Yesterday we took the grandkids to the Upside-down house in Pigeon Forge, actual name, Wonderworks. Norm spoke often of wanting to take the grands to this attraction. It seemed that it would be like an interactive museum, with optical illusions and other interesting scientific interactions.

There were some…we walked through a tunnel that had us all leaning to the right because of the appearance of spinning. We touched lightning with a gloved hand. Steve lay on a bed of nails. Sawyer and Sierra had a good time with giant bubbles, even ending up inside of one. They colored in dinosaurs that came to life on the screen. Sierra, Steve and I played laser tag.

It was more like an arcade…lots of games and crowded. Norm would not have enjoyed it…especially since Sierra and Sawyer were not willing to do a lot of the events. But Norm would have enjoyed spending time with them. They bless both of us, every time we spend time with them.

Grandchildren are the crown of old men. Proverbs 17:6a.

We drove along the Foothills Parkway to get home. Beautiful scenery greeted us at every turn, not fall beautiful, but beautiful all the same.

Yesterday and today, the tears stand at the edge of my eyes, ready to leak out down my cheeks. He loved time with the grands. We spent a lot of time on the Foothills Parkway. Norm and I went there for lunch during covid, enjoying the views.

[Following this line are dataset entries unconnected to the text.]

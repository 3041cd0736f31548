#[derive(Debug, Clone, Copy, PartialEq, Eq, Hash)]
pub enum BinOp {
    Add,
    Sub,
    Mul,
    Div,
    Mod,
}

impl BinOp {
    pub fn from_char(c: char) -> Option<BinOp> {
        match c {
            '+' => Some(BinOp::Add),
            '-' => Some(BinOp::Sub),
            '*' => Some(BinOp::Mul),
            '/' => Some(BinOp::Div),
            '%' => Some(BinOp::Mod),
            _ => None,
        }
    }

    pub fn symbol(self) -> char {
        match self {
            BinOp::Add => '+',
            BinOp::Sub => '-',
            BinOp::Mul => '*',
            BinOp::Div => '/',
            BinOp::Mod => '%',
        }
    }
}

impl std::fmt::Display for BinOp {
    fn fmt(&self, f: &mut std::fmt::Formatter<'_>) -> std::fmt::Result {
        write!(f, "{}", self.symbol())
    }
}

/// Expression tree shared by all three engines.
///
/// Exactly two node kinds: integer literals and binary operations. Children
/// are singly owned, so teardown is automatic and the tree can never be
/// shared or cyclic.
#[derive(Debug, Clone, PartialEq)]
pub enum Expr {
    Int(i64),
    Binary {
        op: BinOp,
        left: Box<Expr>,
        right: Box<Expr>,
    },
}

impl Expr {
    pub fn binary(op: BinOp, left: Expr, right: Expr) -> Expr {
        Expr::Binary {
            op,
            left: Box::new(left),
            right: Box::new(right),
        }
    }
}

impl std::fmt::Display for Expr {
    /// Fully parenthesized rendering, mostly for `--ast` dumps and tests.
    fn fmt(&self, f: &mut std::fmt::Formatter<'_>) -> std::fmt::Result {
        match self {
            Expr::Int(n) => write!(f, "{}", n),
            Expr::Binary { op, left, right } => write!(f, "({} {} {})", left, op, right),
        }
    }
}
pub mod compile;
pub mod disasm;
pub mod ir;
pub mod op;
pub mod stack_check;

pub use compile::compile;
pub use ir::Program;
pub use op::Op;
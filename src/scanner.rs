use crate::token::{Span, Spanned, Token};

#[derive(Debug, Clone, PartialEq)]
pub struct ScanError {
    pub message: String,
    pub pos: usize,
}

impl std::fmt::Display for ScanError {
    fn fmt(&self, f: &mut std::fmt::Formatter<'_>) -> std::fmt::Result {
        write!(f, "offset {}: {}", self.pos, self.message)
    }
}

/// On-demand tokenizer with one token of lookahead.
///
/// `next` consumes and returns the next token, skipping whitespace; `fetch`
/// returns the same token without consuming it (the result is cached, so the
/// source is only scanned once per token). There is no lexical error class:
/// any non-space, non-digit character becomes a one-character `Op` token and
/// the parser decides whether it means anything. The one thing that can fail
/// here is an integer literal too large for `i64`.
pub struct Scanner {
    source: Vec<char>,
    pos: usize,
    lookahead: Option<Spanned>,
}

impl Scanner {
    pub fn new(source: &str) -> Self {
        Scanner {
            source: source.chars().collect(),
            pos: 0,
            lookahead: None,
        }
    }

    fn current(&self) -> Option<char> {
        self.source.get(self.pos).copied()
    }

    fn skip_whitespace(&mut self) {
        while let Some(ch) = self.current() {
            if ch.is_ascii_whitespace() {
                self.pos += 1;
            } else {
                break;
            }
        }
    }

    /// Consumes and returns the next token.
    pub fn next(&mut self) -> Result<Spanned, ScanError> {
        if let Some(t) = self.lookahead.take() {
            return Ok(t);
        }
        self.scan()
    }

    /// Returns the next token without consuming it.
    pub fn fetch(&mut self) -> Result<Spanned, ScanError> {
        match self.lookahead {
            Some(t) => Ok(t),
            None => {
                let t = self.scan()?;
                self.lookahead = Some(t);
                Ok(t)
            }
        }
    }

    fn scan(&mut self) -> Result<Spanned, ScanError> {
        self.skip_whitespace();

        let start = self.pos;
        match self.current() {
            None => Ok(Spanned {
                token: Token::End,
                span: Span { start, end: start },
            }),
            Some(ch) if ch.is_ascii_digit() => self.read_number(start),
            Some(ch) => {
                self.pos += 1;
                Ok(Spanned {
                    token: Token::Op(ch),
                    span: Span {
                        start,
                        end: self.pos,
                    },
                })
            }
        }
    }

    fn read_number(&mut self, start: usize) -> Result<Spanned, ScanError> {
        let mut digits = String::new();
        while let Some(ch) = self.current() {
            if ch.is_ascii_digit() {
                digits.push(ch);
                self.pos += 1;
            } else {
                break;
            }
        }

        let value = digits.parse::<i64>().map_err(|_| ScanError {
            message: format!("integer literal out of range: {}", digits),
            pos: start,
        })?;

        Ok(Spanned {
            token: Token::Int(value),
            span: Span {
                start,
                end: self.pos,
            },
        })
    }
}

The memories are mostly good, the sorrow over losing Norm, deep. But I can choose each day to take another step and rely on the Lord to guide me each step of the way.

Where’s the joy? Harder some days than others.

I am thankful for my children and grandchildren, they are truly are a blessing of the Lord.

I pray for strength and wisdom to walk in the ways of the Lord.

I rejoice that the Lord remains faithful.

Where’s the joy? I think that for awhile it will be found in family and friends.